Archive for February, 2008


The Shape of a Mother

With my other half having recently published some not-so-hot photos of me online for all to see - much to my displeasure - my old self-image issue has once again reared it’s ugly head and I am not feeling so good about myself any more.

For many reasons I have always tried to keep myself looking as attractive as possible, and on occasion despise any photos of myself that do not look like ‘me’ - the way I see myself when I look in the mirror. Of course none of us look like we think we do in the mirror, I just don’t need that fact shoved in my face!

My Mum has always told me to keep myself looking nice; as slim as possible, clean, daily makeup, keep my hair looking nice. In our family we have always had a thing about ‘bad photos’ and from an early age I remember my Mum running away from the camera and even crying over photos of herself that she did not like.

At school there was always someone waiting with a nasty comment; be it about something as minor as a mole on my face, the fact that I had a slight lisp, my hair wasn’t fashionable, breasts too small and bottom too big, etc, and I became quite obsessed with my appearance. Between the ages of 15 and 18 I refused to wear trousers, for example, thinking my bottom too big to carry them off!

I also went through periods of extreme dieting, often eating only fruit during the day, and at one point I would only eat a packet of sweets (broken up into sections for each meal). Starvation, laxatives, purging - I tried them all. Never worked of course, as once I started eating again I would pile on the pounds!

I guess I am trying to explain why I behave this way at times.

Falling pregnant was quite cruel in a way. I had just decided to accept my body for the way it was. I went out and bought a size 8 bikini and a nice sarong, and sunbathed on the beach for the first time since I was a young teenager. One month later I got a positive pregnancy test, and immediately my body began to change.

At first I found it quite liberating. I could eat more than usual and didn’t mind the extra pounds, really enjoyed my growing ’bump’. I even dyed my hair back to brown as I no longer felt the need to stand out. Then of course the dreaded stretchmarks (thankfully never had too many of those though, at least compared to many other women). When I gave birth I was stunned by the hideous jelly-belly I was left with, even though it did go down in time! After my first child I lost a lot of weight and although of course my boobs weren’t so pert and my belly wasn’t great, I was quite happy with what I was left with (enough to wear a bikini). I accepted my new ‘motherly form’ and still felt like a human being, at least by 18 months post-birth anyway.

Then came the second pregnancy, and although I didn’t gain as much weight this time around the stretchmarks were worse, and I have been left with a body I would never ever show off in a bikini. I have been pretty devastated by this change and left feeling like a ‘thing’. Not woman but definitely not man! A mother, but nothing more. Sexless, formless, shapeless. My opinion of myself is not changing. Once I stop breastfeeding goodness knows what I will look like then - I am dreading it.
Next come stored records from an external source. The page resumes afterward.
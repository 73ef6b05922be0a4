//! Dispatcher - 이벤트 하나에 대한 behavior 실행
//!
//! 처리 순서:
//! 1. 이번 턴에서 이미 hook 이 실행 중이면 즉시 성공 (루프 방지)
//! 2. 세션 ID 를 한 번 해석
//! 3. 이벤트/tool 에 묶인 behavior 후보 선정
//! 4. 정책 적용: 설정 비활성 > 세션 억제 > 하위 컨텍스트 비활성
//! 5. 남은 behavior 를 등록 순서대로 순차 실행
//! 6. 결과를 호스트 응답 하나로 접기

use super::behavior::{Behavior, BehaviorRegistry, BehaviorSelector};
use super::context::HookInvocationContext;
use super::types::{Decision, HookEventType, HookResult, HookStatus, StructuredDecision};
use crate::exec::ProcessExecutor;
use crate::payload::EventPayload;
use forgehook_foundation::{HookSettings, SessionStore};
use serde_json::json;
use std::path::PathBuf;
use std::sync::Arc;
use tracing::{debug, info, warn};

/// 호스트 종료 코드: 성공/건너뜀
pub const EXIT_SUCCESS: i32 = 0;
/// 호스트 종료 코드: 실행 오류
pub const EXIT_ERROR: i32 = 1;
/// 호스트 종료 코드: 차단
pub const EXIT_BLOCK: i32 = 2;

// ============================================================================
// DispatchResponse
// ============================================================================

/// 정책 때문에 건너뛴 이유
#[derive(Debug, Clone, Copy, PartialEq, Eq)]
pub enum SkipReason {
    /// 설정에서 영구 비활성
    Disabled,
    /// 이 세션에서 억제
    SessionSuppressed,
    /// 현재 하위 컨텍스트에서 비활성
    SubContextDisabled,
}

/// 호스트에 돌려줄 응답
#[derive(Debug, Clone, PartialEq, Eq)]
pub struct DispatchResponse {
    /// 종료 코드 (0/1/2)
    pub exit_code: i32,

    /// stdout 에 쓸 JSON (접근 제어 판정이 있을 때만)
    pub stdout: Option<String>,

    /// stderr 에 쓸 진단
    pub stderr: Vec<String>,

    /// 실행된 behavior
    pub ran: Vec<String>,

    /// 건너뛴 behavior
    pub skipped: Vec<(String, SkipReason)>,
}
Many people have stressed to me how lucky I am to have two beautiful little boys and I know this, but it doesn’t stop me feeling this way. I dream of winning money and having thousands of pounds worth of surgery to ‘correct’ what has been broken. To be honest, I don’t know if I would go through with it, given the choice. But it’s a nice dream!

Don’t get my wrong, I am not in an eternal depression over the shape of my body! That would be especially shallow considering all what happens in this world. I am quite a happy person overall (although not first thing in the morning lol). I simply go through phases when I am distressed by the way I look - and this is one of them.

I know I am not the only mother who feels this way - I speak to many daily who also feel as I do. The creator of the website The Shape of a Mother knows this, as do many of her visitors. So, whenever I feel down, this is where I go. Often the introduction is enough to help me snap out of my ridiculous selfish self-loathing that serves no purpose!

“One day I sat in a restaurant in Anaheim, California eating breakfast, when a woman passed by my table with her infant carrier in tow. As she lifted it up to fit between the tables, her shirt raised and I saw that, although she was at a healthy weight and her body was fit, she had that same extra skin hanging around her belly that I do. It occurred to me that a post-pregnancy body is one of this society’s greatest secrets; all we see of the female body is that which is airbrushed and perfect, and if we look any different, we hide it from the light of day in fear of being seen. That makes me want to cry. Sure we all talk about the sagging boobs and other parts, but no one ever sees them. Or if they do, it’s in comical form, mocking the beauty that created and nourished our children.

It is my dream, then, to create this website where women of all ages, shapes, sizes and nationalities can share images of their bodies so it will no longer be secret. So we can finally see what women really look like sans airbrushes and plastic surgery. I think it would be nothing short of amazing if a few of our hearts are healed, or if we begin to cherish our new bodies which have done so much for the human race. What if the next generation grows up knowing how normal our bodies are? How truly awesome would that be?”

Maybe, one day, I will post my own photos up there. Who knows.